----- PROVIDED DATA -----
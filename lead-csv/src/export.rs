use chrono::NaiveDate;
use csv::{QuoteStyle, WriterBuilder};
use shared_types::Contact;
use std::io::Write;

use crate::CsvError;

/// Fixed export header, in column order.
pub const EXPORT_HEADERS: [&str; 11] = [
    "Name", "Company", "Email", "Phone", "Industry", "Status", "Tier", "Source", "City", "State",
    "Website",
];

/// Writes one header row and one row per contact. Every field is quoted and
/// missing values become empty strings.
pub fn write_contacts<W: Write>(writer: W, contacts: &[Contact]) -> Result<(), CsvError> {
    let mut writer = WriterBuilder::new()
        .quote_style(QuoteStyle::Always)
        .from_writer(writer);

    writer.write_record(EXPORT_HEADERS)?;
    for contact in contacts {
        writer.write_record(contact_row(contact))?;
    }
    writer.flush()?;

    Ok(())
}

pub fn export_contacts(contacts: &[Contact]) -> Result<Vec<u8>, CsvError> {
    let mut buf = Vec::new();
    write_contacts(&mut buf, contacts)?;
    Ok(buf)
}

/// `contacts-YYYY-MM-DD.csv`
pub fn export_file_name(date: NaiveDate) -> String {
    format!("contacts-{}.csv", date.format("%Y-%m-%d"))
}

fn contact_row(contact: &Contact) -> [String; 11] {
    let opt = |v: &Option<String>| v.clone().unwrap_or_default();
    [
        contact.name.clone(),
        opt(&contact.company),
        opt(&contact.email),
        opt(&contact.phone),
        opt(&contact.industry),
        contact.status.to_string(),
        contact.tier.as_ref().map(|t| t.to_string()).unwrap_or_default(),
        contact.source.as_ref().map(|s| s.to_string()).unwrap_or_default(),
        opt(&contact.city),
        opt(&contact.state),
        opt(&contact.website_url),
    ]
}

#[cfg(test)]
mod tests {
    use super::*;
    use shared_types::{ContactStatus, LeadSource, LeadTier};

    fn contact(id: i64, name: &str) -> Contact {
        Contact {
            id,
            name: name.to_string(),
            company: Some("Acme \"Best\" Roofing".to_string()),
            email: Some(format!("{}@acme.com", id)),
            tier: Some(LeadTier::High),
            status: ContactStatus::NotInterested,
            source: Some(LeadSource::Yelp),
            ..Default::default()
        }
    }

    #[test]
    fn test_one_row_per_contact_plus_header() {
        let contacts = vec![contact(1, "Ann"), contact(2, "Ben"), contact(3, "Cy")];
        let bytes = export_contacts(&contacts).unwrap();
        let text = String::from_utf8(bytes).unwrap();

        let lines: Vec<&str> = text.lines().collect();
        assert_eq!(lines.len(), 4);
        assert_eq!(
            lines[0],
            "\"Name\",\"Company\",\"Email\",\"Phone\",\"Industry\",\"Status\",\"Tier\",\"Source\",\"City\",\"State\",\"Website\""
        );
    }

    #[test]
    fn test_every_field_quoted() {
        let bytes = export_contacts(&[contact(9, "Dee")]).unwrap();
        let text = String::from_utf8(bytes).unwrap();
        let row = text.lines().nth(1).unwrap();

        assert_eq!(
            row,
            "\"Dee\",\"Acme \"\"Best\"\" Roofing\",\"9@acme.com\",\"\",\"\",\"Not Interested\",\"High\",\"yelp\",\"\",\"\",\"\""
        );
    }

    #[test]
    fn test_empty_export_has_only_header() {
        let bytes = export_contacts(&[]).unwrap();
        assert_eq!(String::from_utf8(bytes).unwrap().lines().count(), 1);
    }

    #[test]
    fn test_export_file_name() {
        let date = NaiveDate::from_ymd_opt(2025, 1, 9).unwrap();
        assert_eq!(export_file_name(date), "contacts-2025-01-09.csv");
    }
}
-----
◆ WHAT TO WORK ON ◆
In this exercise, reproduce the material word for word, in full.

◆ RESPONSE BELOW ◆
filename lead-csv/src/export.rs
use chrono::NaiveDate;
use csv::{QuoteStyle, WriterBuilder};
use shared_types::Contact;
use std::io::Write;

use crate::CsvError;

/// Fixed export header, in column order.
pub const EXPORT_HEADERS: [&str; 11] = [
    "Name", "Company", "Email", "Phone", "Industry", "Status", "Tier", "Source", "City", "State",
    "Website",
];

/// Writes one header row and one row per contact. Every field is quoted and
/// missing values become empty strings.
pub fn write_contacts<W: Write>(writer: W, contacts: &[Contact]) -> Result<(), CsvError> {
    let mut writer = WriterBuilder::new()
        .quote_style(QuoteStyle::Always)
        .from_writer(writer);

    writer.write_record(EXPORT_HEADERS)?;
    for contact in contacts {
        writer.write_record(contact_row(contact))?;
    }
    writer.flush()?;

    Ok(())
}

pub fn export_contacts(contacts: &[Contact]) -> Result<Vec<u8>, CsvError> {
    let mut buf = Vec::new();
    write_contacts(&mut buf, contacts)?;
    Ok(buf)
}

/// `contacts-YYYY-MM-DD.csv`
pub fn export_file_name(date: NaiveDate) -> String {
    format!("contacts-{}.csv", date.format("%Y-%m-%d"))
}

fn contact_row(contact: &Contact) -> [String; 11] {
    let opt = |v: &Option<String>| v.clone().unwrap_or_default();
    [
        contact.name.clone(),
        opt(&contact.company),
        opt(&contact.email),
        opt(&contact.phone),
        opt(&contact.industry),
        contact.status.to_string(),
        contact.tier.as_ref().map(|t| t.to_string()).unwrap_or_default(),
        contact.source.as_ref().map(|s| s.to_string()).unwrap_or_default(),
        opt(&contact.city),
        opt(&contact.state),
        opt(&contact.website_url),
    ]
}

#[cfg(test)]
mod tests {
    use super::*;
    use shared_types::{ContactStatus, LeadSource, LeadTier};

    fn contact(id: i64, name: &str) -> Contact {
        Contact {
            id,
            name: name.to_string(),
            company: Some("Acme \"Best\" Roofing".to_string()),
            email: Some(format!("{}@acme.com", id)),
            tier: Some(LeadTier::High),
            status: ContactStatus::NotInterested,
            source: Some(LeadSource::Yelp),
            ..Default::default()
        }
    }

    #[test]
    fn test_one_row_per_contact_plus_header() {
        let contacts = vec![contact(1, "Ann"), contact(2, "Ben"), contact(3, "Cy")];
        let bytes = export_contacts(&contacts).unwrap();
        let text = String::from_utf8(bytes).unwrap();

        let lines: Vec<&str> = text.lines().collect();
        assert_eq!(lines.len(), 4);
        assert_eq!(
            lines[0],
            "\"Name\",\"Company\",\"Email\",\"Phone\",\"Industry\",\"Status\",\"Tier\",\"Source\",\"City\",\"State\",\"Website\""
        );
    }

    #[test]
    fn test_every_field_quoted() {
        let bytes = export_contacts(&[contact(9, "Dee")]).unwrap();
        let text = String::from_utf8(bytes).unwrap();
        let row = text.lines().nth(1).unwrap();

        assert_eq!(
            row,
            "\"Dee\",\"Acme \"\"Best\"\" Roofing\",\"9@acme.com\",\"\",\"\",\"Not Interested\",\"High\",\"yelp\",\"\",\"\",\"\""
        );
    }

    #[test]
    fn test_empty_export_has_only_header() {
        let bytes = export_contacts(&[]).unwrap();
        assert_eq!(String::from_utf8(bytes).unwrap().lines().count(), 1);
    }

    #[test]
    fn test_export_file_name() {
        let date = NaiveDate::from_ymd_opt(2025, 1, 9).unwrap();
        assert_eq!(export_file_name(date), "contacts-2025-01-09.csv");
    }
}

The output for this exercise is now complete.